Intro To Rails
Goal
To teach you Ruby on Rails we are going to use a "Real World" example. You've decided to create a voting system for you and your friends to play with. You've decided at a minimum, you'd like to allow users to:
- view the topics sorted by number of votes
- vote on topics
- create, edit, and destroy topics
You've sketched up an initial screenshot of what you want it to look like:
Meta-Goal
When you have completed today's goal of getting the basic application online you should understand:
- Basic Ruby syntax
- How to try your Ruby code (IRB)
- How to go from requirements to a new working Rails application
- How to get your application online
- The basic tools a RoR (Ruby on Rails) developer uses (source control, editor, console, local server)
Schedule
- 1-ish hour of Ruby
- 4-ish hours of Rails, broken up in 1-ish hour steps
This is just a rough guideline, not a mandate. Some steps you'll go over and some you'll go under. It'll all work out by the end of the day. Probably.
Requirements
We're going to be working with:
- Ruby 2.3 or greater installed via RVM (Mac or Linux) or RailsInstaller (Windows)
- Rails 5.0.x
- Bundler
- SQLite
- The text editor of your choice
Everything should be set up the night before during our install-fest. Please ensure you have everything working before you show up for RailsBridge on Saturday.

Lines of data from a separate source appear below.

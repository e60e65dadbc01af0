//! Maestro CLI - talk to your Mopidy server in plain words
//!
//! Main entry point for the maestro command-line tool.

use anyhow::Context;
use clap::{Parser, Subcommand};
use maestro::config::ConfigLoader;
use maestro::events::ConsoleSink;
use maestro::{ChatMessage, Maestro, MaestroConfig};
use std::path::PathBuf;
use tokio::io::{AsyncBufReadExt, BufReader};

#[derive(Parser)]
#[command(name = "maestro")]
#[command(about = "Maestro - conversational control for a Mopidy music server", long_about = None)]
#[command(version = env!("CARGO_PKG_VERSION"))]
struct Cli {
    /// Extra config file layered over ~/.maestro and ./.maestro
    #[arg(long, global = true, env = "MAESTRO_CONFIG")]
    config: Option<PathBuf>,

    /// Suppress status events; print only messages
    #[arg(long, global = true)]
    no_ui: bool,

    #[command(subcommand)]
    command: Commands,
}

#[derive(Subcommand)]
enum Commands {
    /// Resolve and carry out one request
    Ask {
        /// The request, e.g. "play kind of blue"
        #[arg(required = true, num_args = 1..)]
        text: Vec<String>,
    },

    /// Print the intent a request resolves to, without acting on it
    Resolve {
        #[arg(required = true, num_args = 1..)]
        text: Vec<String>,
    },

    /// Read requests from stdin, one per line
    Repl,

    /// Print the effective configuration (secrets masked)
    Config,
}

async fn load_config(cli: &Cli) -> anyhow::Result<MaestroConfig> {
    let mut loader = ConfigLoader::new();
    if let Some(path) = &cli.config {
        loader = loader.with_file(path.clone());
    }
    let mut config = loader.load().await.context("failed to load configuration")?;
    if cli.no_ui {
        config.ui.ui_mode = false;
    }
    Ok(config)
}

async fn repl(maestro: &Maestro) -> anyhow::Result<()> {
    let mut conversation: Vec<ChatMessage> = Vec::new();
    let mut lines = BufReader::new(tokio::io::stdin()).lines();

    eprintln!("maestro {} - type a request, or 'quit' to exit", maestro::version());

    while let Some(line) = lines.next_line().await? {
        let line = line.trim();
        if line.is_empty() {
            continue;
        }
        if matches!(line, "quit" | "exit") {
            break;
        }

        conversation.push(ChatMessage::human(line));
        let outcome = maestro.handle_turn(&conversation, &ConsoleSink).await?;
        conversation.push(ChatMessage::assistant(outcome.message));
    }

    let playlists = maestro.playlists().names();
    if !playlists.is_empty() {
        eprintln!("Session playlists (not saved): {}", playlists.join(", "));
    }
    Ok(())
}

#[tokio::main]
async fn main() -> anyhow::Result<()> {
    tooling::logging::init_tracing("maestro=info,llm=warn")?;

    let cli = Cli::parse();
    let config = load_config(&cli).await?;

    match cli.command {
        Commands::Ask { text } => {
            let maestro = Maestro::from_config(&config)?;
            let outcome = maestro.handle_text(&text.join(" "), &ConsoleSink).await;
            if !outcome.success {
                std::process::exit(1);
            }
        }
        Commands::Resolve { text } => {
            let maestro = Maestro::from_config(&config)?;
            let intent = maestro.resolve(&text.join(" ")).await;
            println!("{}", serde_json::to_string_pretty(&intent)?);
        }
        Commands::Repl => {
            let maestro = Maestro::from_config(&config)?;
            repl(&maestro).await?;
        }
        Commands::Config => {
            println!("{}", toml::to_string_pretty(&config.redacted())?);
        }
    }

    Ok(())
}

You can verify that you have everything working by trying this out in your terminal:
$ irb >> 1 + 2 => 3 >> require "active_support" => true >> exit $
If you can do that, you are probably good to go.
Working Effectively and Efficiently
We highly recommend you do the following:
- Bring up your terminal and open 2 tabs:
- One is for regular terminal stuffs
- One will be for IRB (a.k.a. Rails console). We'll explain later.
- Open your browser fresh or hide any windows you already have open.
- Bring up one window with two tabs
- One for this content
- One for interacting with your app.
- Open your text editor and don't close it.
- Hide all extra applications. Turn off Twitter, Facebook, IM, and all other distractions.
By minimizing the number of things you interact with, you reduce the amount of time spent switching between them and the context lost as you work through the lessons. Having 50 tabs open in your web browser gets confusing.
Format
Each lesson will look like this:
Step Title
Goal:
Description of the current step.
Red because big goals are important.
Steps:
steps to take.
def code_to_write 1 + 1 end
Yellow because we've gotten it done, but we're not sure yet what's going on.
Explanation
Details of what the steps actually did, explaining the cause and effect.
Green because we can tie everything together now.